* **DATA**:
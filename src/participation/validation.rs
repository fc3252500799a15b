//! Pure validation of participation input.
//!
//! Every write goes through [`validate_participant`] before anything touches
//! storage, so the team/player mutual exclusion can be checked without a
//! database. Storage repeats the check with a CHECK constraint.

use uuid::Uuid;

use crate::models::participation::{
    CreateParticipationRequest, NewParticipation, Participant, ParticipantType, Payload,
};

#[derive(Debug, Clone, PartialEq, Eq, thiserror::Error)]
pub enum ValidationError {
    #[error("{0} is required")]
    MissingField(&'static str),
    #[error("participant_type must be one of: team, player (got `{0}`)")]
    UnknownParticipantType(String),
    #[error("{field} is required when participant_type is {participant_type}")]
    MissingReference {
        participant_type: ParticipantType,
        field: &'static str,
    },
    #[error("{field} must be null when participant_type is {participant_type}")]
    UnexpectedReference {
        participant_type: ParticipantType,
        field: &'static str,
    },
    #[error("at least one entry is required")]
    EmptyBatch,
    #[error("score must be a finite number")]
    InvalidScore,
    #[error("details cannot exceed {0} characters")]
    DetailsTooLong(usize),
    #[error("participation rejected by constraint `{0}`")]
    ConstraintRejected(String),
}

/// Turn the raw `participant_type`/`team_id`/`player_id` triple into a [`Participant`].
pub fn validate_participant(
    participant_type: Option<&str>,
    team_id: Option<Uuid>,
    player_id: Option<Uuid>,
) -> Result<Participant, ValidationError> {
    let participant_type: ParticipantType = participant_type
        .ok_or(ValidationError::MissingField("participant_type"))?
        .parse()?;

    let (wanted, unwanted, other_type) = match participant_type {
        ParticipantType::Team => (team_id, player_id, ParticipantType::Player),
        ParticipantType::Player => (player_id, team_id, ParticipantType::Team),
    };

    if unwanted.is_some() {
        return Err(ValidationError::UnexpectedReference {
            participant_type,
            field: other_type.reference_column(),
        });
    }

    let id = wanted.ok_or(ValidationError::MissingReference {
        participant_type,
        field: participant_type.reference_column(),
    })?;

    Ok(match participant_type {
        ParticipantType::Team => Participant::Team(id),
        ParticipantType::Player => Participant::Player(id),
    })
}

/// Validate a create request into a record ready for storage.
pub fn validate_new<P: Payload>(
    request: CreateParticipationRequest<P>,
) -> Result<NewParticipation<P>, ValidationError> {
    let match_id = request
        .match_id
        .ok_or(ValidationError::MissingField("match_id"))?;
    let participant = validate_participant(
        request.participant_type.as_deref(),
        request.team_id,
        request.player_id,
    )?;
    request.payload.validate()?;

    Ok(NewParticipation {
        match_id,
        participant,
        payload: request.payload,
    })
}

#[cfg(test)]
mod tests {
    use super::*;
    use crate::models::participation::{ScoreLine, Unscored};

    #[test]
    fn team_participant_requires_team_id_only() {
        let team_id = Uuid::new_v4();
        let participant = validate_participant(Some("team"), Some(team_id), None).unwrap();
        assert_eq!(participant, Participant::Team(team_id));
        assert_eq!(participant.player_id(), None);
    }

    #[test]
    fn player_participant_requires_player_id_only() {
        let player_id = Uuid::new_v4();
        let participant = validate_participant(Some("player"), None, Some(player_id)).unwrap();
        assert_eq!(participant, Participant::Player(player_id));
        assert_eq!(participant.team_id(), None);
    }

    #[test]
    fn both_references_fail_for_either_type() {
        let (team_id, player_id) = (Some(Uuid::new_v4()), Some(Uuid::new_v4()));

        let err = validate_participant(Some("team"), team_id, player_id).unwrap_err();
        assert_eq!(err.to_string(), "player_id must be null when participant_type is team");

        let err = validate_participant(Some("player"), team_id, player_id).unwrap_err();
        assert_eq!(err.to_string(), "team_id must be null when participant_type is player");
    }

    #[test]
    fn missing_reference_fails() {
        assert_eq!(
            validate_participant(Some("team"), None, None),
            Err(ValidationError::MissingReference {
                participant_type: ParticipantType::Team,
                field: "team_id",
            })
        );
        assert_eq!(
            validate_participant(Some("player"), None, None),
            Err(ValidationError::MissingReference {
                participant_type: ParticipantType::Player,
                field: "player_id",
            })
        );
    }

    #[test]
    fn unknown_or_missing_type_fails() {
        let team_id = Some(Uuid::new_v4());
        assert_eq!(
            validate_participant(Some("coach"), team_id, None),
            Err(ValidationError::UnknownParticipantType("coach".into()))
        );
        // Enum values are case sensitive
        assert!(validate_participant(Some("Team"), team_id, None).is_err());
        assert_eq!(
            validate_participant(None, team_id, None),
            Err(ValidationError::MissingField("participant_type"))
        );
    }

    #[test]
    fn new_entry_requires_match_id() {
        let request = CreateParticipationRequest::<Unscored> {
            match_id: None,
            participant_type: Some("team".into()),
            team_id: Some(Uuid::new_v4()),
            ..Default::default()
        };
        assert_eq!(validate_new(request), Err(ValidationError::MissingField("match_id")));
    }

    #[test]
    fn new_entry_checks_payload() {
        let request = CreateParticipationRequest {
            match_id: Some(Uuid::new_v4()),
            participant_type: Some("player".into()),
            player_id: Some(Uuid::new_v4()),
            team_id: None,
            payload: ScoreLine { score: f64::INFINITY, details: None },
        };
        assert_eq!(validate_new(request), Err(ValidationError::InvalidScore));
    }
}
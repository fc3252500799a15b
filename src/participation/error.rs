use actix_web::http::StatusCode;
use actix_web::{HttpResponse, ResponseError};
use std::fmt;

use crate::models::common::ApiResponse;
use crate::models::participation::ParticipantType;
use crate::participation::store::{self, StoreError};
use crate::participation::validation::ValidationError;

/// Entities a participation operation may fail to resolve.
#[derive(Debug, Clone, Copy, PartialEq, Eq)]
pub enum Entity {
    Tournament,
    Match,
    Team,
    Player,
    Participant,
    Score,
}

impl fmt::Display for Entity {
    fn fmt(&self, f: &mut fmt::Formatter<'_>) -> fmt::Result {
        let name = match self {
            Entity::Tournament => "Tournament",
            Entity::Match => "Match",
            Entity::Team => "Team",
            Entity::Player => "Player",
            Entity::Participant => "Participant",
            Entity::Score => "Score",
        };
        f.write_str(name)
    }
}

#[derive(Debug, thiserror::Error)]
pub enum ParticipationError {
    #[error("{0} not found")]
    NotFound(Entity),
    #[error(transparent)]
    Validation(#[from] ValidationError),
    #[error("{} is already participating in this match", .0.entity())]
    AlreadyParticipating(ParticipantType),
    #[error("Database error: {0}")]
    Storage(#[from] sqlx::Error),
}

impl From<StoreError> for ParticipationError {
    fn from(err: StoreError) -> Self {
        match err {
            StoreError::UniqueViolation { constraint } => match store::duplicate_kind(&constraint) {
                Some(kind) => ParticipationError::AlreadyParticipating(kind),
                None => ParticipationError::Storage(sqlx::Error::Protocol(format!(
                    "unexpected unique violation on `{}`",
                    constraint
                ))),
            },
            StoreError::ForeignKeyViolation { constraint } => {
                match store::referenced_entity(&constraint) {
                    Some(entity) => ParticipationError::NotFound(entity),
                    None => ParticipationError::Storage(sqlx::Error::Protocol(format!(
                        "unexpected foreign key violation on `{}`",
                        constraint
                    ))),
                }
            }
            StoreError::CheckViolation { constraint } => {
                ParticipationError::Validation(ValidationError::ConstraintRejected(constraint))
            }
            StoreError::Database(e) => ParticipationError::Storage(e),
        }
    }
}

impl ResponseError for ParticipationError {
    fn status_code(&self) -> StatusCode {
        match self {
            ParticipationError::NotFound(_) => StatusCode::NOT_FOUND,
            ParticipationError::Validation(_) => StatusCode::BAD_REQUEST,
            ParticipationError::AlreadyParticipating(_) => StatusCode::CONFLICT,
            ParticipationError::Storage(_) => StatusCode::INTERNAL_SERVER_ERROR,
        }
    }

    fn error_response(&self) -> HttpResponse {
        let body = match self {
            ParticipationError::Storage(e) => {
                tracing::error!("Participation storage failure: {:?}", e);
                ApiResponse::<()>::error("Database error")
            }
            other => ApiResponse::<()>::error(other.to_string()),
        };
        HttpResponse::build(self.status_code()).json(body)
    }
}

#[cfg(test)]
mod tests {
    use super::*;

    #[test]
    fn duplicate_team_translates_to_conflict() {
        let err = ParticipationError::from(StoreError::UniqueViolation {
            constraint: "match_participants_match_team_key".into(),
        });
        assert!(matches!(err, ParticipationError::AlreadyParticipating(ParticipantType::Team)));
        assert_eq!(err.status_code(), StatusCode::CONFLICT);
        assert_eq!(err.to_string(), "Team is already participating in this match");
    }

    #[test]
    fn missing_reference_translates_to_not_found() {
        let err = ParticipationError::from(StoreError::ForeignKeyViolation {
            constraint: "match_scores_player_id_fkey".into(),
        });
        assert!(matches!(err, ParticipationError::NotFound(Entity::Player)));
        assert_eq!(err.status_code(), StatusCode::NOT_FOUND);
    }

    #[test]
    fn unknown_constraint_is_a_storage_failure() {
        let err = ParticipationError::from(StoreError::UniqueViolation {
            constraint: "match_participants_pkey".into(),
        });
        assert_eq!(err.status_code(), StatusCode::INTERNAL_SERVER_ERROR);
    }
}
use std::collections::HashSet;
use uuid::Uuid;

use crate::models::participation::{
    CreateParticipationRequest, Participant, ParticipationFilter, ParticipationRecord,
    ParticipationView, Payload, UpdateParticipationRequest,
};
use crate::participation::error::{Entity, ParticipationError};
use crate::participation::store::{ParticipantDirectory, ParticipationStore};
use crate::participation::validation::{validate_new, validate_participant, ValidationError};

/// Create, read, update and delete participation records while keeping the
/// integrity rules: one kind of participant per record, existing references,
/// no entity twice in the same match.
///
/// Works for any record kind the store supports (`MatchParticipant`,
/// `MatchScore`).
pub struct ParticipationService<S> {
    store: S,
}

impl<S: ParticipantDirectory> ParticipationService<S> {
    pub fn new(store: S) -> Self {
        Self { store }
    }

    pub fn store(&self) -> &S {
        &self.store
    }

    async fn require(&self, entity: Entity, id: Uuid) -> Result<(), ParticipationError> {
        let exists = match entity {
            Entity::Match => self.store.match_exists(id).await?,
            Entity::Team => self.store.team_exists(id).await?,
            Entity::Player => self.store.player_exists(id).await?,
            other => {
                tracing::error!("No existence lookup for {}", other);
                false
            }
        };
        if exists {
            Ok(())
        } else {
            tracing::info!("{} {} not found", entity, id);
            Err(ParticipationError::NotFound(entity))
        }
    }

    async fn require_participant(&self, participant: &Participant) -> Result<(), ParticipationError> {
        self.require(participant.participant_type().entity(), participant.id())
            .await
    }

    #[tracing::instrument(
        name = "Create participation",
        skip(self, request),
        fields(record = %P::RECORD, match_id = ?request.match_id)
    )]
    pub async fn create<P: Payload>(
        &self,
        request: CreateParticipationRequest<P>,
    ) -> Result<ParticipationRecord<P>, ParticipationError>
    where
        S: ParticipationStore<P>,
    {
        let entry = validate_new(request)?;
        self.require(Entity::Match, entry.match_id).await?;
        self.require_participant(&entry.participant).await?;

        let mut created = self.store.insert_all(vec![entry]).await?;
        let record = created.pop().ok_or_else(|| {
            ParticipationError::Storage(sqlx::Error::Protocol("insert returned no row".into()))
        })?;
        tracing::info!("Created {} {}", P::RECORD, record.id);
        Ok(record)
    }

    /// Create several records at once. Either all of them are stored or,
    /// on the first failed check, none.
    #[tracing::instrument(
        name = "Bulk create participations",
        skip(self, requests),
        fields(record = %P::RECORD, count = requests.len())
    )]
    pub async fn bulk_create<P: Payload>(
        &self,
        requests: Vec<CreateParticipationRequest<P>>,
    ) -> Result<Vec<ParticipationRecord<P>>, ParticipationError>
    where
        S: ParticipationStore<P>,
    {
        if requests.is_empty() {
            return Err(ValidationError::EmptyBatch.into());
        }

        let entries = requests
            .into_iter()
            .map(validate_new)
            .collect::<Result<Vec<_>, _>>()?;

        let mut checked_matches = HashSet::new();
        for entry in &entries {
            if checked_matches.insert(entry.match_id) {
                self.require(Entity::Match, entry.match_id).await?;
            }
            self.require_participant(&entry.participant).await?;
        }

        let records = self.store.insert_all(entries).await?;
        tracing::info!("Created {} {} records", records.len(), P::RECORD);
        Ok(records)
    }

    pub async fn find_by_id<P: Payload>(
        &self,
        id: Uuid,
    ) -> Result<ParticipationView<P>, ParticipationError>
    where
        S: ParticipationStore<P>,
    {
        self.store
            .find_view(id)
            .await?
            .ok_or(ParticipationError::NotFound(P::RECORD))
    }

    pub async fn find_by_match<P: Payload>(
        &self,
        match_id: Uuid,
    ) -> Result<Vec<ParticipationView<P>>, ParticipationError>
    where
        S: ParticipationStore<P>,
    {
        self.find_by(ParticipationFilter::Match(match_id)).await
    }

    pub async fn find_by_team<P: Payload>(
        &self,
        team_id: Uuid,
    ) -> Result<Vec<ParticipationView<P>>, ParticipationError>
    where
        S: ParticipationStore<P>,
    {
        self.find_by(ParticipationFilter::Team(team_id)).await
    }

    pub async fn find_by_player<P: Payload>(
        &self,
        player_id: Uuid,
    ) -> Result<Vec<ParticipationView<P>>, ParticipationError>
    where
        S: ParticipationStore<P>,
    {
        self.find_by(ParticipationFilter::Player(player_id)).await
    }

    async fn find_by<P: Payload>(
        &self,
        filter: ParticipationFilter,
    ) -> Result<Vec<ParticipationView<P>>, ParticipationError>
    where
        S: ParticipationStore<P>,
    {
        self.require(filter.entity(), filter.id()).await?;
        Ok(self.store.list_views(filter).await?)
    }

    /// Apply a partial update. Supplied references are resolved first, then
    /// the merged record is validated exactly like a new one.
    #[tracing::instrument(
        name = "Update participation",
        skip(self, request),
        fields(record = %P::RECORD)
    )]
    pub async fn update<P: Payload>(
        &self,
        id: Uuid,
        request: UpdateParticipationRequest<P::Changes>,
    ) -> Result<ParticipationRecord<P>, ParticipationError>
    where
        S: ParticipationStore<P>,
    {
        let mut record = self
            .store
            .find(id)
            .await?
            .ok_or(ParticipationError::NotFound(P::RECORD))?;

        if let Some(match_id) = request.match_id {
            self.require(Entity::Match, match_id).await?;
        }
        if let Some(Some(team_id)) = request.team_id {
            self.require(Entity::Team, team_id).await?;
        }
        if let Some(Some(player_id)) = request.player_id {
            self.require(Entity::Player, player_id).await?;
        }

        let participant_type = request
            .participant_type
            .unwrap_or_else(|| record.participant.participant_type().to_string());
        let team_id = request.team_id.unwrap_or_else(|| record.team_id());
        let player_id = request.player_id.unwrap_or_else(|| record.player_id());
        record.participant = validate_participant(Some(&participant_type), team_id, player_id)?;

        if let Some(match_id) = request.match_id {
            record.match_id = match_id;
        }
        record.payload.apply(request.changes);
        record.payload.validate()?;

        let saved = self
            .store
            .save(record)
            .await?
            .ok_or(ParticipationError::NotFound(P::RECORD))?;
        tracing::info!("Updated {} {}", P::RECORD, saved.id);
        Ok(saved)
    }

    #[tracing::instrument(name = "Remove participation", skip(self), fields(record = %P::RECORD))]
    pub async fn remove<P: Payload>(&self, id: Uuid) -> Result<(), ParticipationError>
    where
        S: ParticipationStore<P>,
    {
        if self.store.delete(id).await? {
            Ok(())
        } else {
            Err(ParticipationError::NotFound(P::RECORD))
        }
    }

    /// Delete every record of a match. Returns how many were removed.
    #[tracing::instrument(name = "Remove participations by match", skip(self), fields(record = %P::RECORD))]
    pub async fn remove_by_match<P: Payload>(&self, match_id: Uuid) -> Result<u64, ParticipationError>
    where
        S: ParticipationStore<P>,
    {
        self.require(Entity::Match, match_id).await?;
        let removed = self.store.delete_by_match(match_id).await?;
        tracing::info!("Removed {} {} records from match {}", removed, P::RECORD, match_id);
        Ok(removed)
    }
}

* **WHAT IS NEEDED**: Each line from the start of the listing above through the line containing "is required when" must be reproduced exactly. Leave out the rest.

* **ANSWER FOR THIS EXERCISE**:
filename src/participation/validation.rs
repository fc3252500799a15b
//! Pure validation of participation input.
//!
//! Every write goes through [`validate_participant`] before anything touches
//! storage, so the team/player mutual exclusion can be checked without a
//! database. Storage repeats the check with a CHECK constraint.

use uuid::Uuid;

use crate::models::participation::{
    CreateParticipationRequest, NewParticipation, Participant, ParticipantType, Payload,
};

#[derive(Debug, Clone, PartialEq, Eq, thiserror::Error)]
pub enum ValidationError {
    #[error("{0} is required")]
    MissingField(&'static str),
    #[error("participant_type must be one of: team, player (got `{0}`)")]
    UnknownParticipantType(String),
    #[error("{field} is required when participant_type is {participant_type}")]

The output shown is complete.